I am quite ok with the way things are right now.

- vc displays <?> for illegal sequences

- vc displays e.g. "U" (latin capital U) in place when Û (latin capital
U with accent circumflex) is not available in this font
(determined by the unicodemap) (I do use an unicode map, because I
use a 4096-byte cp437 "DOS" font which requires one)

- vc displays <?> for sequences it does not know how to print

- xterm displays <?> for illegal sequences

- xterm seems to display <?> on undefined glyphs (U+DFFF for ex.,
using the "Unicode Best" font from the xterm menu)

- xterm seems to display nothing on undefined glyphs (U+E000 for ex.,
"Unicode Best" again)

What's worse, you've hard-coded the uses of specific visual
representations. That is completely unacceptable.

Now that we've dropped the idea of "dot" for missing glyphs, the other thing

[...]

Sorry, I wasn't clear enough and I think you misunderstood me. The symbol I
choose for fallback is still '?' (the ASCII question mark), I just invert
the color attributes of the cell where this is printed. This way it becomes
visually distinguisable from the literal question mark. Using the current
kernel you just cannot know whether the character printed is a real question
mark, or a replacement glyph. Still, should you stongly disagree with this
decision, the color inverting part can easily be removed.

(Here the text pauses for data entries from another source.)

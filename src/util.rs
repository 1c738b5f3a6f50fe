use anyhow::{Context, Result};
use serde::Serialize;
use std::fs;
use std::path::Path;
use std::time::{Duration, SystemTime, UNIX_EPOCH};

pub fn truncate_string(text: &str, max_bytes: usize) -> String {
    if text.len() <= max_bytes {
        return text.to_string();
    }
    let mut truncated = String::new();
    for ch in text.chars() {
        if truncated.len() + ch.len_utf8() > max_bytes {
            break;
        }
        truncated.push(ch);
    }
    truncated
}

/// Short single-line preview for log fields.
pub fn preview(text: &str, max_bytes: usize) -> String {
    let flat = text.split_whitespace().collect::<Vec<_>>().join(" ");
    if flat.len() <= max_bytes {
        return flat;
    }
    format!("{}...", truncate_string(&flat, max_bytes))
}

pub fn now_epoch_ms() -> u64 {
    SystemTime::now()
        .duration_since(UNIX_EPOCH)
        .unwrap_or(Duration::ZERO)
        .as_millis() as u64
}

/// Render a duration as `Xm Y.YYs`.
pub fn format_duration(duration: Duration) -> String {
    let secs = duration.as_secs_f64();
    let minutes = (secs / 60.0).floor() as u64;
    let remaining = secs - (minutes as f64) * 60.0;
    format!("{minutes}m {remaining:.2}s")
}

pub fn write_json<T: Serialize>(path: &Path, value: &T) -> Result<()> {
    if let Some(parent) = path.parent().filter(|p| !p.as_os_str().is_empty()) {
        fs::create_dir_all(parent)
            .with_context(|| format!("create {}", parent.display()))?;
    }
    let text = serde_json::to_string_pretty(value).context("serialize JSON")?;
    fs::write(path, text.as_bytes()).with_context(|| format!("write {}", path.display()))?;
    Ok(())
}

Please, no dot, and no inverse color.
Imagine someone had the following bitmap for <unknown glyph/illegal sequence>:

################
################
################
####........####
##....####....##
##....####....##
########....####
######....######
######....######
################
######....######
######....######
################
################
################
################

Then inverting that again would be susceptible to confusion with
the regular '?' at 0x3F.

(cp437 for example maps unknown/illegal to 0xFD which happens to be the
block graphic '■', but YMMV depending on font.)

I think I've (mostly) described it above. Set everything to UTF-8, load a
latin2 font (containing 256 glyphs, e.g. "setfont lat2-16"), make an
application print U+00FB (alt + numpad 251 is one trivial way), you'll see
an "u with double accent", though the symbol to be displayed is "u with
circumflex". This isn't present in the current font, so the replacement
character should appear, not a different letter.

I blame your latin2 unicode map. (See above about 'Û'.)
It should perhaps display a regular 'u' if it cannot display 'û',
but definitely not 'ü' (which is not called a double accent, btw).

To be able to do CJK you need something like Kon anyway. This feels
like bloat.

I don't want CJK support. All that I want is to be able to edit English
words within a file that contains mixture of English and CJK, with a text
editor like vim or joe.

+1 for this one :)

xterm## echo "韓国と日本にようこそ!" >/tmp/foobar.txt
vc## cat foobar.txt

currently gets things not so right, because multibyte characters are not
displayed with as many <?> as they are wide.